» ACTION ITEM
Copy all lines below containing "data".

» INPUT MATERIAL

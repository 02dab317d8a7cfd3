// SPDX-License-Identifier: Apache-2.0
// Copyright 2025 Ankit Kumar Pandey

//! Shannon entropy of byte sequences.
//!
//! Observational signal only: a well-behaved cipher produces output close to
//! 8 bits/byte, text plaintext sits around 4-5.

/// Upper bound of byte entropy in bits.
pub const MAX_BITS_PER_BYTE: f64 = 8.0;

/// Shannon entropy of `data` in bits per byte, `0.0` for empty input.
pub fn shannon_entropy(data: &[u8]) -> f64 {
    if data.is_empty() {
        return 0.0;
    }

    let mut histogram = [0u64; 256];
    for &byte in data {
        histogram[byte as usize] += 1;
    }

    let len = data.len() as f64;
    let entropy: f64 = histogram
        .iter()
        .filter(|&&count| count > 0)
        .map(|&count| {
            let p = count as f64 / len;
            -p * p.log2()
        })
        .sum();

    // Float accumulation can land a hair outside the closed interval.
    entropy.clamp(0.0, MAX_BITS_PER_BYTE)
}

» ANSWER BOX
/// Shannon entropy of `data` in bits per byte, `0.0` for empty input.
pub fn shannon_entropy(data: &[u8]) -> f64 {
    if data.is_empty() {
    for &byte in data {
    let len = data.len() as f64;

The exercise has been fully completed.